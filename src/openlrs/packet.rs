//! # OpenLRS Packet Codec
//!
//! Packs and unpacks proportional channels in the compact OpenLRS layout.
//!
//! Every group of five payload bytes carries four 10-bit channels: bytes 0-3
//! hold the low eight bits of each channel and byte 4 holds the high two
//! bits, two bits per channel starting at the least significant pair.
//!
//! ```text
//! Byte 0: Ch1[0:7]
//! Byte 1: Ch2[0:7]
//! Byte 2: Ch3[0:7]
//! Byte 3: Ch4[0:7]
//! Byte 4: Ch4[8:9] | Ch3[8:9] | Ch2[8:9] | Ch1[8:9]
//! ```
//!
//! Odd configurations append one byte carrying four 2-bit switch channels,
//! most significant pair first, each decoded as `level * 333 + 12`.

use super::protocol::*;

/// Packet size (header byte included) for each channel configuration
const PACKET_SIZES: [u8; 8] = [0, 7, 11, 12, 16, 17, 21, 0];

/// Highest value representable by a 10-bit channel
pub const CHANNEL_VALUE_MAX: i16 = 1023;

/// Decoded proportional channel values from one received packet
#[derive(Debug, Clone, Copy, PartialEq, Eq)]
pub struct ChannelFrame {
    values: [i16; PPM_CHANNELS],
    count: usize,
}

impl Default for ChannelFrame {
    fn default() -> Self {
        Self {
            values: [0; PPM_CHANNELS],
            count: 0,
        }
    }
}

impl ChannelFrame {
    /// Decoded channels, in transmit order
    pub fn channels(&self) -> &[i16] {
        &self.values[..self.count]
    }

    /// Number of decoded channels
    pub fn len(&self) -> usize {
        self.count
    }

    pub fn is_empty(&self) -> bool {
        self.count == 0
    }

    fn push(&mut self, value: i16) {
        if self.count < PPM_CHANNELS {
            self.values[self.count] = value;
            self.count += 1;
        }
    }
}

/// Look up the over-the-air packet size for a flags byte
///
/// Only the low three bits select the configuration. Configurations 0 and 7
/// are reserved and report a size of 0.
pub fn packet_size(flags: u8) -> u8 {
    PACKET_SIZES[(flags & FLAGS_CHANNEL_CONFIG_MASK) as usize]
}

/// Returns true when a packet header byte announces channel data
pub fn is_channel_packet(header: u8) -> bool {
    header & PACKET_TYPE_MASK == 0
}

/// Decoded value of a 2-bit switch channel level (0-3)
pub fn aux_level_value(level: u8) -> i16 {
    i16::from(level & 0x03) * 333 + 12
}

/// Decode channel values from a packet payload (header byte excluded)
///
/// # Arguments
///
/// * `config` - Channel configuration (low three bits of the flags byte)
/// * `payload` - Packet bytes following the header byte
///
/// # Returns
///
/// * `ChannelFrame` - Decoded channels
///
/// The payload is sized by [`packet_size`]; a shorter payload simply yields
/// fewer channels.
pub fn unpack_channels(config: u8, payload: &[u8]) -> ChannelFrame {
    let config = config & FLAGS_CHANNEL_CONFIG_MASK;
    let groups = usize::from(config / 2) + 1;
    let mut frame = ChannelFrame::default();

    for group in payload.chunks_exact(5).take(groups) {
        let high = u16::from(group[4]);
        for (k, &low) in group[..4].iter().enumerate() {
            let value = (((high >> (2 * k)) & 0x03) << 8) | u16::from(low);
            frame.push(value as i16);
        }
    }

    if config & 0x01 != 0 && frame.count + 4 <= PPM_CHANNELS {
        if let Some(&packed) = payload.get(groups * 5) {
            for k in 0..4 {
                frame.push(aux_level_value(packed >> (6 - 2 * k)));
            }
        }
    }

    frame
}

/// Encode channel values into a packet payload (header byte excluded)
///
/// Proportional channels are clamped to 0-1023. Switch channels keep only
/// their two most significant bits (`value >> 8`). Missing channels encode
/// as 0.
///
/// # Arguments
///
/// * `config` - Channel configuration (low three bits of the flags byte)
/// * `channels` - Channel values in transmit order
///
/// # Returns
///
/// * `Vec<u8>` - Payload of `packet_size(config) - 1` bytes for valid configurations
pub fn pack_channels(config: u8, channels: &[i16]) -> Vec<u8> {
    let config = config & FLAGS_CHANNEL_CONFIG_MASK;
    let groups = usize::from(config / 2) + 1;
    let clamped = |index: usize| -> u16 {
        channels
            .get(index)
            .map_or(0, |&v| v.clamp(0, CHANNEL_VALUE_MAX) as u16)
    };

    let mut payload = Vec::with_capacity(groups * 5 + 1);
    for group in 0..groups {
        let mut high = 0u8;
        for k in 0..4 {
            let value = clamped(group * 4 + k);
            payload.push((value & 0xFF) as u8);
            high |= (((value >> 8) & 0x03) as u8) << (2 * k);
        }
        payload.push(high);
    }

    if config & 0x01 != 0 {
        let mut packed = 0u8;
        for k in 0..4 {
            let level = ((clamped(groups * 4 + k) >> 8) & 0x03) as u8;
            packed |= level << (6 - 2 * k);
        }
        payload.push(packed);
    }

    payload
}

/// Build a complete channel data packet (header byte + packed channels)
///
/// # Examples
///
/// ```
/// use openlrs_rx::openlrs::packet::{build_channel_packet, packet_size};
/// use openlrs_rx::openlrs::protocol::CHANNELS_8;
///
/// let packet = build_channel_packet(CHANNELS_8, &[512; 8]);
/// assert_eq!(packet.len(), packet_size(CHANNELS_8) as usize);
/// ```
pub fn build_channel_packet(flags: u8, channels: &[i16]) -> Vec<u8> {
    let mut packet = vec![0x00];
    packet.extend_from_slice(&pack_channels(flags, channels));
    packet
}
•••••
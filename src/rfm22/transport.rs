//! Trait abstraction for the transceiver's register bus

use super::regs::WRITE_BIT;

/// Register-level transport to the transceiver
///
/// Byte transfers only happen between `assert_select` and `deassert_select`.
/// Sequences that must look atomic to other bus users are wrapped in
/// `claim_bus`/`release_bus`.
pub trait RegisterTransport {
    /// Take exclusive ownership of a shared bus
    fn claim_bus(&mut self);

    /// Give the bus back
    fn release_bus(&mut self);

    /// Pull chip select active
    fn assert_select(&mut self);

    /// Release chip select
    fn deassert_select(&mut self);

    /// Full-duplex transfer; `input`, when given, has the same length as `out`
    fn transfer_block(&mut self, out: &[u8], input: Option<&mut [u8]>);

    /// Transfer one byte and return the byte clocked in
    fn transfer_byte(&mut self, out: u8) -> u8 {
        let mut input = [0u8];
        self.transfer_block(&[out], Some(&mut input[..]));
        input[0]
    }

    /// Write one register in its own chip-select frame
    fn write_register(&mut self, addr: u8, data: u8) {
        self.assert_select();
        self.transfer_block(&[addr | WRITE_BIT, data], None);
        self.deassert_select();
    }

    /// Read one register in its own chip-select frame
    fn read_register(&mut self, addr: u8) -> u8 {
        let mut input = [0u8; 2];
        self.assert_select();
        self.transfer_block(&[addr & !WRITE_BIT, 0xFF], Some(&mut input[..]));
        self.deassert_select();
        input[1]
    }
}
•••••
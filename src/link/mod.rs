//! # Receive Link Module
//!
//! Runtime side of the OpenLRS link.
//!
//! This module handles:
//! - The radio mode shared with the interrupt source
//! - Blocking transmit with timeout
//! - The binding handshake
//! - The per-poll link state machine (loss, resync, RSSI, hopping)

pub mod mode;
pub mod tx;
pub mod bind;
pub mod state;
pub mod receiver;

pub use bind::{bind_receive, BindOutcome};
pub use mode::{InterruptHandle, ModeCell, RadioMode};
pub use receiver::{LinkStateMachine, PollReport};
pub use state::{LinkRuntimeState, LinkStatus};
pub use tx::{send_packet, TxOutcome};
•••••
Exercise aim.
The answer must consist of each line from the entries that contains the string "four".

Result of the exercise.
//! Every group of five payload bytes carries four 10-bit channels: bytes 0-3
//! Odd configurations append one byte carrying four 2-bit switch channels,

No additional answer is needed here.